**TASK OBJECTIVE**
Write out, word for word, every line in the data below from the one containing "window (requesters included)." to the one containing "self.screen_order.push(id);", both of them included.

Stored data
//! Retro windowing and gadget interaction engine.
//!
//! `intui` models screens, windows, requesters and gadgets laid out with a
//! relative-coordinate box model, and routes pointer and keyboard input through
//! hit-testing, hover/active chains and drag operations. Drawing is left to an
//! external [`Renderer`]; the engine only exposes read-only snapshots of what
//! should be drawn.

pub mod error;
pub mod font;
pub mod gadget;
pub mod geometry;
pub mod input;
pub mod layout;
pub mod logging;
pub mod metrics;
pub mod prop;
pub mod registry;
pub mod render;
pub mod runtime;
pub mod text;
pub mod widgets;

pub use error::{GuiError, Result};
pub use font::{Font, MonospaceFont, display_width};
pub use gadget::{
    Activation, Gadget, GadgetFlags, GadgetKind, GadgetType, IconId, NewGadget, Owner,
    SystemGadget,
};
pub use geometry::{Insets, Point, Rect, Size};
pub use input::{InputEvent, InputKind};
pub use layout::{Coord, LayoutBox, RelFlags};
pub use logging::{
    FileSink, LogEvent, LogFields, LogLevel, LogSink, Logger, LoggingError, LoggingResult,
    MemorySink,
};
pub use metrics::{MetricSnapshot, RouterMetrics};
pub use prop::{Axis, MAXBODY, MAXPOT, PropFlags, PropState};
pub use registry::{
    GadgetId, HitChain, NewRequester, NewScreen, NewWindow, Registry, RequesterId, ScreenId,
    WindowFlags, WindowId,
};
pub use render::{
    AnsiRenderer, Color, Damage, DamageTracker, GadgetVisual, Renderer, RendererSettings,
};
pub use runtime::{Chain, Element, InputRouter, Notification, RouterConfig};
pub use text::{StringState, TextEdit};
pub use widgets::{Checkbox, WidgetRole};
impl Registry {
    pub fn new() -> Self {
        Self::default()
    }

    pub fn with_logger(logger: Logger) -> Self {
        Self {
            logger: Some(logger),
            ..Self::default()
        }
    }

    pub fn screen(&self, id: ScreenId) -> Option<&Screen> {
        self.screens.get(id)
    }

    pub fn window(&self, id: WindowId) -> Option<&Window> {
        self.windows.get(id)
    }

    pub fn window_mut(&mut self, id: WindowId) -> Option<&mut Window> {
        self.windows.get_mut(id)
    }

    pub fn requester(&self, id: RequesterId) -> Option<&Requester> {
        self.requesters.get(id)
    }

    pub fn gadget(&self, id: GadgetId) -> Option<&Gadget> {
        self.gadgets.get(id)
    }

    pub fn gadget_mut(&mut self, id: GadgetId) -> Option<&mut Gadget> {
        self.gadgets.get_mut(id)
    }

    /// Screens back to front.
    pub fn screens(&self) -> &[ScreenId] {
        &self.screen_order
    }

    pub fn gadget_ids(&self) -> impl Iterator<Item = GadgetId> + '_ {
        self.gadgets.keys()
    }

    /// Gadget list of a window or requester, back to front.
    pub fn owner_gadgets(&self, owner: Owner) -> Option<&[GadgetId]> {
        match owner {
            Owner::Window(id) => self.windows.get(id).map(|w| w.gadgets.as_slice()),
            Owner::Requester(id) => self.requesters.get(id).map(|r| r.gadgets.as_slice()),
        }
    }

    pub(crate) fn owner_gadgets_mut(&mut self, owner: Owner) -> Option<&mut Vec<GadgetId>> {
        match owner {
            Owner::Window(id) => self.windows.get_mut(id).map(|w| &mut w.gadgets),
            Owner::Requester(id) => self.requesters.get_mut(id).map(|r| &mut r.gadgets),
        }
    }

    /// Find a gadget by its numeric id inside one window (requesters included).
    pub fn find_gadget(&self, window: WindowId, id: i32) -> Option<GadgetId> {
        self.gadgets
            .iter()
            .find(|(_, gadget)| gadget.window() == window && gadget.id() == id)
            .map(|(key, _)| key)
    }

    pub fn system_gadget(&self, window: WindowId, kind: SystemGadget) -> Option<GadgetId> {
        self.find_gadget(window, kind.id())
    }

    pub fn open_screen(&mut self, new: NewScreen) -> ScreenId {
        let layout = LayoutBox::absolute(Rect::from_size(new.size));
        let id = self.screens.insert(Screen {
            layout,
            title: new.title,
            windows: Vec::new(),
        });
        self.screen_order.push(id);
        self.log(
            LogLevel::Debug,
            "screen_opened",
            [
                json_kv("width", json!(new.size.width)),
                json_kv("height", json!(new.size.height)),
            ],
        );
        id
    }

    /// Resize a screen's viewport. Windows re-resolve lazily on the next query.
    pub fn resize_screen(&mut self, id: ScreenId, size: Size) -> Result<()> {
        let screen = self.screens.get_mut(id).ok_or(GuiError::ScreenNotFound)?;
        screen.layout.set_absolute(Rect::from_size(size));
        Ok(())
    }

    pub fn open_window(&mut self, screen: ScreenId, new: NewWindow) -> Result<WindowId> {
        if !self.screens.contains_key(screen) {
            return Err(GuiError::ScreenNotFound);
        }
        let border = new.decor.insets(new.flags, new.title.is_some());
        let layout = LayoutBox::absolute(new.rect)
            .with_border(border)
            .with_min_size(new.min_size);
        let flags = new.flags - (WindowFlags::ACTIVE | WindowFlags::HOVER | WindowFlags::ZOOMED);
        let id = self.windows.insert(Window {
            screen,
            layout,
            title: new.title,
            flags,
            gadgets: Vec::new(),
            requesters: Vec::new(),
            zoom_rect: new.zoom,
        });

        let backdrops = self.backdrop_count(screen);
        if let Some(screen) = self.screens.get_mut(screen) {
            if flags.contains(WindowFlags::BACKDROP) {
                screen.windows.insert(backdrops, id);
            } else {
                screen.windows.push(id);
            }
        }

        self.install_system_gadgets(id, flags, &new.decor)?;
        self.log(
            LogLevel::Debug,
            "window_opened",
            [
                json_kv("x", json!(new.rect.x)),
                json_kv("y", json!(new.rect.y)),
                json_kv("width", json!(new.rect.width)),
                json_kv("height", json!(new.rect.height)),
            ],
        );
        Ok(id)
    }

    fn install_system_gadgets(
        &mut self,
        window: WindowId,
        flags: WindowFlags,
        decor: &DecorMetrics,
    ) -> Result<()> {
        let gw = decor.gadget_width;
        let th = decor.title_height;
        let owner = Owner::Window(window);
        let top_border = Activation::TOP_BORDER | Activation::REL_VERIFY;

        let left_reserved = if flags.contains(WindowFlags::CLOSE_GADGET) {
            gw
        } else {
            0
        };
        let right_count = [WindowFlags::DEPTH_GADGET, WindowFlags::ZOOM_GADGET]
            .into_iter()
            .filter(|flag| flags.contains(*flag))
            .count() as i32;

        if flags.contains(WindowFlags::DRAG_BAR) {
            let layout = LayoutBox::new(
                Coord::Absolute(left_reserved),
                Coord::Absolute(0),
                Coord::RelativeToParent(-(left_reserved + right_count * gw)),
                Coord::Absolute(th),
            );
            self.add_gadget(
                owner,
                NewGadget::boolean(SystemGadget::Drag.id(), layout)
                    .with_activation(Activation::IMMEDIATE | Activation::TOP_BORDER),
            )?;
        }
        if flags.contains(WindowFlags::CLOSE_GADGET) {
            let layout = LayoutBox::absolute(Rect::new(0, 0, gw, th));
            self.add_gadget(
                owner,
                NewGadget::boolean(SystemGadget::Close.id(), layout).with_activation(top_border),
            )?;
        }
        let mut right = 0;
        for (flag, kind) in [
            (WindowFlags::DEPTH_GADGET, SystemGadget::Depth),
            (WindowFlags::ZOOM_GADGET, SystemGadget::Zoom),
        ] {
            if !flags.contains(flag) {
                continue;
            }
            right += gw;
            let layout = LayoutBox::new(
                Coord::RelativeToParent(-right),
                Coord::Absolute(0),
                Coord::Absolute(gw),
                Coord::Absolute(th),
            );
            self.add_gadget(
                owner,
                NewGadget::boolean(kind.id(), layout).with_activation(top_border),
            )?;
        }
        if flags.contains(WindowFlags::SIZE_GADGET) {
            let layout = LayoutBox::new(
                Coord::RelativeToParent(-gw),
                Coord::RelativeToParent(-th),
                Coord::Absolute(gw),
                Coord::Absolute(th),
            );
            self.add_gadget(
                owner,
                NewGadget::boolean(SystemGadget::Size.id(), layout).with_activation(
                    Activation::IMMEDIATE | Activation::RIGHT_BORDER | Activation::BOTTOM_BORDER,
                ),
            )?;
        }
        Ok(())
    }

    pub fn open_requester(&mut self, window: WindowId, new: NewRequester) -> Result<RequesterId> {
        let id = self.requesters.insert(Requester {
            window,
            layout: new.layout,
            gadgets: Vec::new(),
        });
        match self.windows.get_mut(window) {
            Some(win) => {
                win.requesters.push(id);
                Ok(id)
            }
            None => {
                self.requesters.remove(id);
                Err(GuiError::WindowNotFound)
            }
        }
    }

    /// Create a gadget inside `owner`, appending it as the topmost child.
    ///
    /// A linked label must already live in the same container.
    pub fn add_gadget(&mut self, owner: Owner, new: NewGadget) -> Result<GadgetId> {
        let window = match owner {
            Owner::Window(id) => {
                if !self.windows.contains_key(id) {
                    return Err(GuiError::WindowNotFound);
                }
                id
            }
            Owner::Requester(id) => self
                .requesters
                .get(id)
                .map(|r| r.window)
                .ok_or(GuiError::RequesterNotFound)?,
        };
        if let Some(label) = new.label {
            let label_owner = self
                .gadgets
                .get(label)
                .map(|g| g.owner())
                .ok_or(GuiError::GadgetNotFound)?;
            if label_owner != owner {
                return Err(GuiError::ForeignOwner(
                    "label gadget lives in another container".to_string(),
                ));
            }
        }

        let id = self.gadgets.insert(Gadget::from_new(new, owner, window));
        if let Some(list) = self.owner_gadgets_mut(owner) {
            list.push(id);
        }
        Ok(id)
    }

    /// Remove a single gadget from its container.
    pub fn remove_gadget(&mut self, id: GadgetId) -> Result<()> {
        let gadget = self.gadgets.remove(id).ok_or(GuiError::GadgetNotFound)?;
        if let Some(list) = self.owner_gadgets_mut(gadget.owner()) {
            list.retain(|g| *g != id);
        }
        Ok(())
    }

    pub fn close_requester(&mut self, id: RequesterId) -> Result<()> {
        let requester = self.requesters.remove(id).ok_or(GuiError::RequesterNotFound)?;
        for gadget in requester.gadgets {
            self.gadgets.remove(gadget);
        }
        if let Some(window) = self.windows.get_mut(requester.window) {
            window.requesters.retain(|r| *r != id);
        }
        Ok(())
    }

    pub fn close_window(&mut self, id: WindowId) -> Result<()> {
        let requesters = self
            .windows
            .get(id)
            .map(|w| w.requesters.clone())
            .ok_or(GuiError::WindowNotFound)?;
        for requester in requesters {
            self.close_requester(requester)?;
        }
        let window = self.windows.remove(id).ok_or(GuiError::WindowNotFound)?;
        for gadget in window.gadgets {
            self.gadgets.remove(gadget);
        }
        if let Some(screen) = self.screens.get_mut(window.screen) {
            screen.windows.retain(|w| *w != id);
        }
        self.log(
            LogLevel::Debug,
            "window_closed",
            std::iter::empty::<(String, serde_json::Value)>(),
        );
        Ok(())
    }

    pub fn close_screen(&mut self, id: ScreenId) -> Result<()> {
        let windows = self
            .screens
            .get(id)
            .map(|s| s.windows.clone())
            .ok_or(GuiError::ScreenNotFound)?;
        for window in windows {
            self.close_window(window)?;
        }
        self.screens.remove(id);
        self.screen_order.retain(|s| *s != id);
        self.log(
            LogLevel::Debug,
            "screen_closed",
            std::iter::empty::<(String, serde_json::Value)>(),
        );
        Ok(())
    }

    pub(crate) fn backdrop_count(&self, screen: ScreenId) -> usize {
        self.screens
            .get(screen)
            .map(|s| {
                s.windows
                    .iter()
                    .filter(|w| self.windows.get(**w).is_some_and(|w| w.is_backdrop()))
                    .count()
            })
            .unwrap_or(0)
    }

    /// Window bounds in screen space.
    pub fn window_bounds(&self, id: WindowId) -> Option<Rect> {
        let window = self.windows.get(id)?;
        let screen = self.screens.get(window.screen)?;
        Some(window.layout.bounds(screen.bounds()))
    }

    /// Full and inner frames of a window in its own local space.
    fn window_frames(&self, id: WindowId) -> Option<(Rect, Rect)> {
        let bounds = self.window_bounds(id)?;
        let border = self.windows.get(id)?.layout.border();
        let full = Rect::from_size(bounds.size());
        Some((full, full.inset(border)))
    }

    /// Requester bounds in its window's local space.
    pub fn requester_bounds(&self, id: RequesterId) -> Option<Rect> {
        let requester = self.requesters.get(id)?;
        let (_, inner) = self.window_frames(requester.window)?;
        Some(requester.layout.bounds(inner))
    }

    fn owner_frames(&self, owner: Owner) -> Option<(Rect, Rect)> {
        match owner {
            Owner::Window(id) => self.window_frames(id),
            Owner::Requester(id) => {
                let bounds = self.requester_bounds(id)?;
                let border = self.requesters.get(id)?.layout.border();
                let full = Rect::from_size(bounds.size());
                Some((full, full.inset(border)))
            }
        }
    }

    /// Gadget bounds in its owner's local space.
    pub fn gadget_bounds(&self, id: GadgetId) -> Option<Rect> {
        let gadget = self.gadgets.get(id)?;
        let (full, inner) = self.owner_frames(gadget.owner())?;
        let parent = if gadget.activation.is_border_anchored() {
            full
        } else {
            inner
        };
        Some(gadget.layout().bounds(parent))
    }

    /// Screen-space origin of an owner's local coordinate space.
    pub fn owner_origin(&self, owner: Owner) -> Option<Point> {
        match owner {
            Owner::Window(id) => self.window_bounds(id).map(|b| b.origin()),
            Owner::Requester(id) => {
                let window = self.requesters.get(id)?.window;
                let win = self.window_bounds(window)?;
                let req = self.requester_bounds(id)?;
                Some(Point::new(win.x + req.x, win.y + req.y))
            }
        }
    }

    /// Gadget bounds in screen space, for renderers.
    pub fn absolute_bounds(&self, id: GadgetId) -> Option<Rect> {
        let gadget = self.gadgets.get(id)?;
        let origin = self.owner_origin(gadget.owner())?;
        self.gadget_bounds(id).map(|b| b.translate(origin.x, origin.y))
    }

    fn log<I>(&self, level: LogLevel, message: &str, fields: I)
    where
        I: IntoIterator<Item = (String, serde_json::Value)>,
    {
        if let Some(logger) = self.logger.as_ref() {
            let event = event_with_fields(level, "intui::registry", message, fields);
            let _ = logger.log_event(event);
        }
    }
}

**YOUR SOLUTION**
    /// Find a gadget by its numeric id inside one window (requesters included).
    pub fn find_gadget(&self, window: WindowId, id: i32) -> Option<GadgetId> {
        self.gadgets
            .iter()
            .find(|(_, gadget)| gadget.window() == window && gadget.id() == id)
            .map(|(key, _)| key)
    }

    pub fn system_gadget(&self, window: WindowId, kind: SystemGadget) -> Option<GadgetId> {
        self.find_gadget(window, kind.id())
    }

    pub fn open_screen(&mut self, new: NewScreen) -> ScreenId {
        let layout = LayoutBox::absolute(Rect::from_size(new.size));
        let id = self.screens.insert(Screen {
            layout,
            title: new.title,
            windows: Vec::new(),
        });
        self.screen_order.push(id);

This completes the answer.